Margrethe Vestager scares the tech giants. If we leave the EU, we’ll miss her

This article is more than 4 years old
Trump says the competition commissioner hates the US, but what she really hates is tax avoidance

The greatest economic threat facing Europe is of falling hopelessly behind the US and China in adopting the next generation of technology. That is the view of many across Europe’s industrial and financial sectors who watch with wonder the proxy battle between the US and Chinese administrations on behalf of their tech giants.

Business leaders from Dublin to Warsaw are open-mouthed – not so much at the often-bizarre tug of war between the two sides as at the fact that these economic blocs can lay claim to almost all the world’s tech giants.

Some blame EU competition commissioner Margrethe Vestager, whom tech billionaires now regard as one of their few true foes. It was she who forced Apple to pay €13bn in back taxes after ruling that its tax deal with the Irish government amounted to illegal state aid. Vestager has also taken on Amazon and Facebook and Google and Microsoft and forced them to pay hefty fines or reparations.

Last week, the former Danish MP said she wanted to take “a very close look” at whether Amazon’s business practices broke EU antitrust rules. This is a separate probe from the examination of Amazon’s dominance of e-books. Now she has targeted Amazon’s treatment of third-party sellers, which generate around 58% of sales. An investigation of Apple’s dominance of music streaming, triggered by a complaint from Spotify, is expected soon.

Donald Trump says Vestager is motivated by a hatred of the US. And some in the UK believe this roll call of prosecutions is stifling the adoption of digital commerce.

Evidence for either view is scant. Rather than this being the EU “taking a tough line” against overbearing US tech companies, Washington seems to have forgotten how to implement its own antitrust laws.

There was a time when Congress would seek to limit corporate power. Probably the last hurrah for anti-trust campaigners was the break up of telecoms giant AT&T in the 1980s.

The House of Representatives has recently woken up to the problems of tech power and only last week a subcommittee of the House judiciary committee quizzed senior executives from Amazon, Apple, Facebook and Google.

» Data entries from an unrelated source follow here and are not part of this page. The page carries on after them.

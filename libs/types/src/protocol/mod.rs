//! Protocol identities and constants
//!
//! Everything here is part of the wire contract: numeric values of message
//! families, delivery categories and header layout must never change for an
//! existing protocol version.

pub mod constants;
pub mod delivery;
pub mod message_type;
pub mod version;

pub use constants::*;
pub use delivery::DeliveryCategory;
pub use message_type::MessageType;
pub use version::ProtocolVersion;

But while the Democrat-controlled House is stirring itself, there is little sign that either the Senate or the White House have any appetite for a crackdown.

That leaves the EU as the only body with any power prepared to examine the influence of an army of tech firms that handle a growing number of commercial transactions, and store and manipulate data to increase their dominance further in ways that few understand.

In an interview with this newspaper in 2017, Vestager denied that the subtext of her investigations was to harmonise tax rules as part of an EU superstate or to stifle tech advances. “We are doing this because people are angry about tax avoidance,” she said. “The thinking was: ‘Let’s try to do something different within the system we have’.”

Should the UK quit the EU, it will come to miss Vestager’s rigorous questioning of market dominance and data privacy. Britain will simply lack the clout to take on the US behemoths, even in the unlikely event that a Tory government seeks to protect its citizens from what is brewing into the most colossal market failure in digital commerce.

As for Europe’s failure to develop any of its own great tech firms or even a robust and superfast digital infrastructure, maybe Vestager, who has been promoted to be one of two deputies to new EU commission boss Ursula von der Leyen, will find herself with the economic brief and move as quickly to create digital businesses as she did to limit the power of wily foreign invaders.

Ashley and the wrong kind of shopping spree

Mike Ashley’s acquisition strategy at Sports Direct is baffling. It seems to involve bidding for any high street chain that struggles to stay afloat, from Evans Cycles to sofa.com to House of Fraser. Now Sports Direct’s auditors also appear baffled. Grant Thornton wants more time to complete its audit of the numbers for the financial year that ended in April.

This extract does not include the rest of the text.